**HOW TO COMPLETE THIS TASK**
Only the count is needed. Count the lines below with the word "CanonicalMetadata" in them.

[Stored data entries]

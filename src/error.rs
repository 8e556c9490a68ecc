//! Application-wide error types.
//!
//! Library modules use specific error types via `thiserror`, while
//! CLI/main uses `anyhow` for convenient error propagation.
//!
//! # Design
//!
//! - [`Error`]: Top-level application error enum
//! - Module-specific errors ([`EnrichmentError`](crate::enrichment::EnrichmentError),
//!   [`TagWriteError`](crate::metadata::TagWriteError),
//!   [`ConfigError`](crate::config::ConfigError)) for detailed handling
//! - Per-file pipeline failures are outcomes, not errors: only setup
//!   problems surface as [`Error`]

use std::path::PathBuf;

/// Application-wide result type.
pub type Result<T> = std::result::Result<T, Error>;

/// Top-level application error.
#[derive(Debug, thiserror::Error)]
pub enum Error {
    /// File I/O error
    #[error("IO error: {0}")]
    Io(#[from] std::io::Error),

    /// Configuration error
    #[error(transparent)]
    Config(#[from] crate::config::ConfigError),

    /// Recognition or lookup error
    #[error("Enrichment error: {0}")]
    Enrichment(#[from] crate::enrichment::EnrichmentError),

    /// Tag writing error
    #[error(transparent)]
    TagWrite(#[from] crate::metadata::TagWriteError),

    /// A required directory is missing
    #[error("Directory not found: {0}")]
    MissingDirectory(PathBuf),

    /// No recognition provider could be set up
    #[error("No recognition provider configured: {0}")]
    NoProvider(String),

    /// Generic error with context
    #[error("{context}: {source}")]
    WithContext {
        context: String,
        #[source]
        source: Box<Error>,
    },
}

impl Error {
    /// Create a missing directory error.
    pub fn missing_directory(path: impl Into<PathBuf>) -> Self {
        Self::MissingDirectory(path.into())
    }

    /// Create a no-provider error.
    pub fn no_provider(message: impl Into<String>) -> Self {
        Self::NoProvider(message.into())
    }

    /// Add context to an error.
    pub fn context(self, ctx: impl Into<String>) -> Self {
        Self::WithContext {
            context: ctx.into(),
            source: Box::new(self),
        }
    }
}

/// Extension trait for adding context to Results.
pub trait ResultExt<T> {
    /// Add context to an error result.
    fn with_context(self, ctx: impl Into<String>) -> Result<T>;
}

impl<T> ResultExt<T> for Result<T> {
    fn with_context(self, ctx: impl Into<String>) -> Result<T> {
        self.map_err(|e| e.context(ctx))
    }
}

impl<T> ResultExt<T> for std::result::Result<T, std::io::Error> {
    fn with_context(self, ctx: impl Into<String>) -> Result<T> {
        self.map_err(|e| Error::Io(e).context(ctx))
    }
}
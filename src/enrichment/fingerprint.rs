//! Audio fingerprint generation using Chromaprint/fpcalc
//!
//! This module shells out to the `fpcalc` command-line tool (part of Chromaprint)
//! to generate audio fingerprints.
//!
//! Install fpcalc:
//! - Windows: `winget install AcoustID.Chromaprint` or download from https://acoustid.org/chromaprint
//! - macOS: `brew install chromaprint`
//! - Linux: `apt install libchromaprint-tools` or equivalent

use std::path::{Path, PathBuf};
use std::process::Command;

use crate::enrichment::domain::{AudioFingerprint, EnrichmentError};

#[cfg(windows)]
const FPCALC_PATHS: &[&str] = &[
    "fpcalc",
    r"C:\Program Files\Chromaprint\fpcalc.exe",
    r"C:\Program Files\MusicBrainz Picard\fpcalc.exe",
    r"C:\Program Files (x86)\Chromaprint\fpcalc.exe",
];

#[cfg(not(windows))]
const FPCALC_PATHS: &[&str] = &[
    "fpcalc",
    "/usr/bin/fpcalc",
    "/usr/local/bin/fpcalc",
    "/opt/homebrew/bin/fpcalc",
];

/// Handle to a located `fpcalc` binary.
///
/// Locating the binary spawns a process per candidate path, so it is done
/// once per run rather than once per file.
#[derive(Debug, Clone)]
pub struct Fingerprinter {
    program: PathBuf,
}

impl Fingerprinter {
    /// Find fpcalc on the PATH or in a common install location.
    pub fn locate() -> Option<Self> {
        FPCALC_PATHS
            .iter()
            .find(|path| run_version(Path::new(path)).is_some())
            .map(|path| Self {
                program: PathBuf::from(path),
            })
    }

    /// Use a specific fpcalc binary without probing it.
    pub fn with_program(program: impl Into<PathBuf>) -> Self {
        Self {
            program: program.into(),
        }
    }

    pub fn program(&self) -> &Path {
        &self.program
    }

    /// fpcalc version string (for `check-tools`)
    pub fn version(&self) -> Option<String> {
        run_version(&self.program)
    }

    /// Generate a fingerprint for the given file. Blocks on the child process.
    pub fn fingerprint(&self, path: &Path) -> Result<AudioFingerprint, EnrichmentError> {
        let output = Command::new(&self.program)
            .arg("-json")
            .arg(path)
            .output()
            .map_err(|e| {
                EnrichmentError::FingerprintError(format!("Failed to run fpcalc: {}", e))
            })?;

        if !output.status.success() {
            let stderr = String::from_utf8_lossy(&output.stderr);
            return Err(EnrichmentError::FingerprintError(format!(
                "fpcalc failed: {}",
                stderr.trim()
            )));
        }

        parse_fpcalc_json(&String::from_utf8_lossy(&output.stdout))
    }
}

fn run_version(program: &Path) -> Option<String> {
    Command::new(program)
        .arg("-version")
        .output()
        .ok()
        .filter(|o| o.status.success())
        .map(|o| String::from_utf8_lossy(&o.stdout).trim().to_string())
}

/// Parse the JSON output from fpcalc
fn parse_fpcalc_json(json: &str) -> Result<AudioFingerprint, EnrichmentError> {
    let parsed: FpcalcOutput = serde_json::from_str(json).map_err(|e| {
        EnrichmentError::FingerprintError(format!("Failed to parse fpcalc output: {}", e))
    })?;

    Ok(AudioFingerprint {
        fingerprint: parsed.fingerprint,
        duration_secs: parsed.duration.round() as u32,
    })
}

#[derive(serde::Deserialize)]
struct FpcalcOutput {
    fingerprint: String,
    duration: f64,
}
//! Recognition stage: ask providers who a file is.
//!
//! Providers are consulted in order. The first one that yields a usable
//! candidate wins; provider errors are logged and count as a miss.

use std::path::Path;
use std::sync::Arc;

use super::domain::RecognitionCandidate;
use super::traits::RecognitionProvider;

/// Runs the configured recognition providers against a file
#[derive(Clone)]
pub struct Recognizer {
    providers: Vec<Arc<dyn RecognitionProvider>>,
    min_confidence: f32,
}

impl Recognizer {
    pub fn new(providers: Vec<Arc<dyn RecognitionProvider>>, min_confidence: f32) -> Self {
        Self {
            providers,
            min_confidence,
        }
    }

    pub fn provider_names(&self) -> Vec<&'static str> {
        self.providers.iter().map(|p| p.name()).collect()
    }

    pub fn is_empty(&self) -> bool {
        self.providers.is_empty()
    }

    /// Best-effort identity for `path`, or `None` if nobody recognized it.
    pub async fn identify(&self, path: &Path) -> Option<RecognitionCandidate> {
        let file = path.file_name().unwrap_or(path.as_os_str()).to_string_lossy();

        for provider in &self.providers {
            let candidates = match provider.recognize(path).await {
                Ok(candidates) => candidates,
                Err(e) => {
                    tracing::warn!(
                        file = %file,
                        provider = provider.name(),
                        error = %e,
                        "recognition provider failed"
                    );
                    continue;
                }
            };

            let found = candidates.len();
            match select_candidate(candidates, self.min_confidence) {
                Some(candidate) => {
                    tracing::debug!(
                        file = %file,
                        provider = provider.name(),
                        score = candidate.score(),
                        "recognized"
                    );
                    return Some(candidate);
                }
                None => tracing::debug!(
                    file = %file,
                    provider = provider.name(),
                    candidates = found,
                    "no usable candidate"
                ),
            }
        }

        None
    }
}

/// Highest-scoring complete candidate at or above `min_confidence`.
///
/// Ties keep the provider's own ordering.
pub fn select_candidate(
    mut candidates: Vec<RecognitionCandidate>,
    min_confidence: f32,
) -> Option<RecognitionCandidate> {
    candidates.sort_by(|a, b| {
        b.score()
            .partial_cmp(&a.score())
            .unwrap_or(std::cmp::Ordering::Equal)
    });
    candidates
        .into_iter()
        .filter(|c| c.score() >= min_confidence)
        .find(RecognitionCandidate::is_complete)
}
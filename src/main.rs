//! Music Retagger - recognize audio files and write canonically tagged copies.
//!
//! Each input file is identified through AcoustID and/or AudD, resolved
//! against MusicBrainz and the Cover Art Archive, and copied to
//! `{target}/{Artist}/{Artist} - {Title}.mp3` with fresh ID3v2 tags.

pub mod cli;
pub mod config;
pub mod cover;
pub mod enrichment;
pub mod error;
pub mod logging;
pub mod metadata;
pub mod organizer;
pub mod pipeline;
pub mod scanner;
#[cfg(test)]
pub mod test_utils;

use std::process::ExitCode;

use clap::Parser;

fn main() -> anyhow::Result<ExitCode> {
    let args = cli::Cli::parse();
    cli::run_command(&args)
}
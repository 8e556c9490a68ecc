//! Resolution stage: turn a recognition candidate into canonical metadata.
//!
//! Recording matches are looked up on MusicBrainz (and the Cover Art Archive
//! for a cover reference). Described records are normalized in place.

use std::sync::Arc;

use super::coverart::CoverSize;
use super::domain::{
    CanonicalMetadata, DescribedRecording, EnrichmentError, RecognitionCandidate, RecordingMatch,
};
use super::traits::{CoverArtApi, MusicBrainzApi};

/// Size substituted into Apple Music artwork templates
const APPLE_ARTWORK_SIZE: &str = "500x500";

/// The recording lookup failed, so no metadata can be trusted for this file.
#[derive(Debug, Clone, thiserror::Error)]
#[error("recording lookup for {recording_id} failed: {source}")]
pub struct ResolutionFailed {
    pub recording_id: String,
    #[source]
    pub source: EnrichmentError,
}

#[derive(Clone)]
pub struct MetadataResolver {
    musicbrainz: Arc<dyn MusicBrainzApi>,
    cover_art: Arc<dyn CoverArtApi>,
    cover_size: CoverSize,
}

impl MetadataResolver {
    pub fn new(
        musicbrainz: Arc<dyn MusicBrainzApi>,
        cover_art: Arc<dyn CoverArtApi>,
        cover_size: CoverSize,
    ) -> Self {
        Self {
            musicbrainz,
            cover_art,
            cover_size,
        }
    }

    pub async fn resolve(
        &self,
        candidate: RecognitionCandidate,
    ) -> Result<CanonicalMetadata, ResolutionFailed> {
        match candidate {
            RecognitionCandidate::Recording(m) => self.resolve_recording(m).await,
            RecognitionCandidate::Described(d) => Ok(normalize_described(d)),
        }
    }

    async fn resolve_recording(
        &self,
        candidate: RecordingMatch,
    ) -> Result<CanonicalMetadata, ResolutionFailed> {
        let details = self
            .musicbrainz
            .lookup_recording(&candidate.recording_id)
            .await
            .map_err(|source| ResolutionFailed {
                recording_id: candidate.recording_id.clone(),
                source,
            })?;

        let metadata = CanonicalMetadata::new(
            details.artist.or(candidate.artist),
            details.title.or(candidate.title),
        );

        let Some(release) = details.release else {
            return Ok(metadata);
        };

        let cover_reference = match self
            .cover_art
            .front_cover_reference(&release.id, self.cover_size)
            .await
        {
            Ok(reference) => reference,
            Err(e) => {
                tracing::debug!(release = %release.id, error = %e, "no cover art reference");
                None
            }
        };

        Ok(metadata
            .with_album(release.title)
            .with_release_date(release.date)
            .with_cover_reference(cover_reference))
    }
}

/// Total mapping from a described record. Cannot fail.
///
/// Artwork locators are tried in order: Spotify, Deezer, then the Apple
/// Music template at 500x500.
pub fn normalize_described(described: DescribedRecording) -> CanonicalMetadata {
    let artwork = described.artwork;
    let cover_reference = artwork
        .spotify
        .filter(|url| !url.trim().is_empty())
        .or_else(|| artwork.deezer.filter(|url| !url.trim().is_empty()))
        .or_else(|| {
            artwork
                .apple_music_template
                .filter(|url| !url.trim().is_empty())
                .map(|template| template.replace("{w}x{h}", APPLE_ARTWORK_SIZE))
        });

    CanonicalMetadata::new(described.artist, described.title)
        .with_album(described.album)
        .with_release_date(described.release_date)
        .with_label(described.label)
        .with_cover_reference(cover_reference)
}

**RESPONSE BOX**
6